I read Chang's piece after I returned home from TechfestNW in Portland, Oregon, where I traveled the first week of April. The event features a massive pitch contest for more than 135 startups from different sectors, including health care, financial technology and cannabis.

I was there specifically to interview on stage one of the keynote speakers: Dr. Jen Gunter, an OB-GYN and pain medicine physician, who has gained an extensive following as a result of her outspoken criticism of what she calls the "wellness industrial complex." Specifically, she rose to prominence as a result of several viral essays she wrote criticizing  "women's health" products sold by Gwyneth Paltrow's company Goop that are either useless or dangerous. Gunter's sights have expanded as her profile has grown to include Dr. Oz, the anti-vaccination movement, the anti-abortion movement and basically everyone whom she perceives as impinging on women's rights. When I had interviewed Gunter in March for Portland's weekly paper in advance of TechfestNW, she told me that approximately a year ago she had decided that "every piece of information I received about a woman, I would think, 'How does that benefit the patriarchy?'"
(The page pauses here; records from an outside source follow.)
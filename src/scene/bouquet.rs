use std::f64::consts::PI;

use crate::foundation::core::{BezPath, Millis, Point, Viewport};
use crate::foundation::rng::RandomSource;
use crate::paint::color::Color;
use crate::render::paint::{CompositeMode, LineCap, Paint, StrokeStyle};
use crate::render::surface::Surface;
use crate::scene::flower::Flower;

/// Fraction of the viewport's short side used as the scatter radius.
pub const SPREAD_FACTOR: f64 = 0.22;
/// Birth offset between consecutive flowers of one generation.
pub const STAGGER_MS: Millis = 80.0;

/// Stem and ribbon styling.
#[derive(Clone, Copy, Debug, PartialEq)]
pub struct BouquetStyle {
    /// Stem stroke colour.
    pub stem: Color,
    /// Stem width at flower scale 1.
    pub stem_width: f64,
    /// Ribbon stroke colour.
    pub ribbon: Color,
    /// Ribbon thickness.
    pub ribbon_width: f64,
    /// Ribbon half length.
    pub ribbon_half_len: f64,
}

impl Default for BouquetStyle {
    fn default() -> Self {
        Self {
            stem: Color::from_rgb8(0x2c, 0x5f, 0x2b),
            stem_width: 4.0,
            ribbon: Color::from_rgb8(0xb3, 0x3a, 0x3a),
            ribbon_width: 18.0,
            ribbon_half_len: 60.0,
        }
    }
}

/// Upper bound on the number of flowers a bouquet keeps.
#[derive(Clone, Copy, Debug, Default, PartialEq, Eq)]
pub enum FlowerCap {
    /// Keep every flower ever added.
    #[default]
    Unbounded,
    /// Keep at most this many, evicting the oldest first.
    Max(usize),
}

impl FlowerCap {
    /// `None` maps to [`FlowerCap::Unbounded`].
    pub fn from_option(max: Option<usize>) -> Self {
        match max {
            Some(n) => Self::Max(n),
            None => Self::Unbounded,
        }
    }
}

/// An ordered collection of flowers fanned around a focal point.
#[derive(Clone, Debug)]
pub struct Bouquet {
    flowers: Vec<Flower>,
    created_ms: Millis,
    focal: Point,
    cap: FlowerCap,
    style: BouquetStyle,
}

impl Bouquet {
    /// Empty bouquet created at `now_ms`.
    pub fn new(now_ms: Millis) -> Self {
        Self {
            flowers: Vec::new(),
            created_ms: now_ms,
            focal: Point::ORIGIN,
            cap: FlowerCap::Unbounded,
            style: BouquetStyle::default(),
        }
    }

    /// Replace the flower bound. Applies on the next generation.
    pub fn with_cap(mut self, cap: FlowerCap) -> Self {
        self.cap = cap;
        self
    }

    /// Replace stem and ribbon styling.
    pub fn with_style(mut self, style: BouquetStyle) -> Self {
        self.style = style;
        self
    }

    /// Flowers in draw order.
    pub fn flowers(&self) -> &[Flower] {
        &self.flowers
    }

    /// Number of flowers.
    pub fn len(&self) -> usize {
        self.flowers.len()
    }

    /// `true` when there are no flowers.
    pub fn is_empty(&self) -> bool {
        self.flowers.is_empty()
    }

    /// Clock value at construction. Informational only.
    pub fn created_ms(&self) -> Millis {
        self.created_ms
    }

    /// Centre of the most recent generation.
    pub fn focal(&self) -> Point {
        self.focal
    }

    /// Active flower bound.
    pub fn cap(&self) -> FlowerCap {
        self.cap
    }

    /// Scatter `5..=9` new flowers around `center`.
    ///
    /// Non-additive generation discards the previous flowers first; additive generation
    /// appends. Returns how many flowers were added.
    ///
    /// The radius magnitude is drawn from `uniform(10, spread)`. When the spread is below 10
    /// (short side under about 45 px) that range is reversed, so radii land in `(spread, 10]`
    /// and flowers may sit farther out than the spread itself.
    pub fn generate(
        &mut self,
        center: Point,
        additive: bool,
        viewport: Viewport,
        now_ms: Millis,
        rng: &mut impl RandomSource,
    ) -> usize {
        if !additive {
            self.flowers.clear();
        }
        self.focal = center;

        let n = rng.uniform_int(5, 10) as usize;
        let spread = viewport.min_side() * SPREAD_FACTOR;
        self.flowers.reserve(n);

        for i in 0..n {
            let angle = rng.uniform(-PI * 0.45, PI * 1.45);
            // Product of two uniforms clusters towards the centre.
            let radius_factor = rng.uniform(0.0, 1.0).abs();
            let radius_mag = rng.uniform(10.0, spread);
            let r = if spread > 0.0 {
                radius_factor * radius_mag
            } else {
                0.0
            };

            let x = center.x + angle.cos() * r + rng.uniform(-12.0, 12.0);
            let y = center.y + angle.sin() * r + rng.uniform(-8.0, 18.0);

            let falloff = if spread > 0.0 {
                (r.abs() / spread).min(1.0)
            } else {
                0.0
            };
            let scale = rng.uniform(0.9, 1.6) * (1.0 - falloff * 0.45);

            let mut flower = Flower::new(Point::new(x, y), scale, None, now_ms, rng);
            flower.delay_birth(i as f64 * STAGGER_MS);
            self.flowers.push(flower);
        }

        let evicted = self.enforce_cap();
        tracing::debug!(
            added = n,
            additive,
            evicted,
            total = self.flowers.len(),
            spread,
            focal_x = center.x,
            focal_y = center.y,
            "bouquet generated"
        );
        n
    }

    fn enforce_cap(&mut self) -> usize {
        let FlowerCap::Max(max) = self.cap else {
            return 0;
        };
        let excess = self.flowers.len().saturating_sub(max);
        if excess > 0 {
            self.flowers.drain(..excess);
        }
        excess
    }

    /// Stem for `flower`: from just below its anchor to the shared knot near the bottom.
    pub fn stem_path(flower: &Flower, viewport: Viewport) -> BezPath {
        let w = viewport.width;
        let h = viewport.height;
        let mut p = BezPath::new();
        p.move_to((flower.position.x, flower.position.y + 6.0));
        p.quad_to(
            ((flower.position.x + w / 2.0) / 2.0, h - 40.0),
            (w / 2.0, h - 20.0),
        );
        p
    }

    /// Horizontal ribbon across the stem knot.
    pub fn ribbon_path(&self, viewport: Viewport) -> BezPath {
        let cx = viewport.width / 2.0;
        let y = viewport.height - 26.0;
        let mut p = BezPath::new();
        p.move_to((cx - self.style.ribbon_half_len, y));
        p.line_to((cx + self.style.ribbon_half_len, y));
        p
    }

    /// Draw stems, flowers and ribbon at clock value `t`.
    ///
    /// The bouquet is drawn as one isolated layer. Stems use destination-over, so they sit
    /// beneath every flower in the layer without touching the background below it.
    pub fn draw(&self, surface: &mut dyn Surface, t: Millis) {
        let viewport = surface.viewport();
        surface.begin_layer();

        surface.save();
        surface.set_composite(CompositeMode::DestinationOver);
        let stem_paint = Paint::Solid(self.style.stem);
        for f in &self.flowers {
            let style = StrokeStyle::new(self.style.stem_width * f.scale);
            surface.stroke(&Self::stem_path(f, viewport), &style, &stem_paint);
        }
        surface.restore();

        for f in &self.flowers {
            f.draw(surface, t);
        }

        surface.save();
        let style = StrokeStyle::new(self.style.ribbon_width).with_cap(LineCap::Round);
        surface.stroke(
            &self.ribbon_path(viewport),
            &style,
            &Paint::Solid(self.style.ribbon),
        );
        surface.restore();

        surface.end_layer();
    }
}

#[cfg(test)]
#[path = "../../tests/unit/scene/bouquet.rs"]
mod tests;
Gunter is commonly described as "Twitter's gynecologist," as she tweets prolifically on both health and political issues (she also writes a health column for The New York Times answering readers' questions) to her 150,000 followers. She told me she considers it her ethical duty, given her following, to stand up to anyone whose power, profit or politics endangers women's freedom.

Both online and in person, Gunter is fearless. As I write this, she has been battling on Twitter with a variety of anti-abortion posters (whom Gunter has renamed "forced birthers"), in some cases correcting misinformation and in others simply shutting them down: "Oh fuck off with your lies and shell games. And when you have fucked off, fuck off some more. And then keep going because you have not fucked off nearly enough," she tweeted recently in response to one such poster.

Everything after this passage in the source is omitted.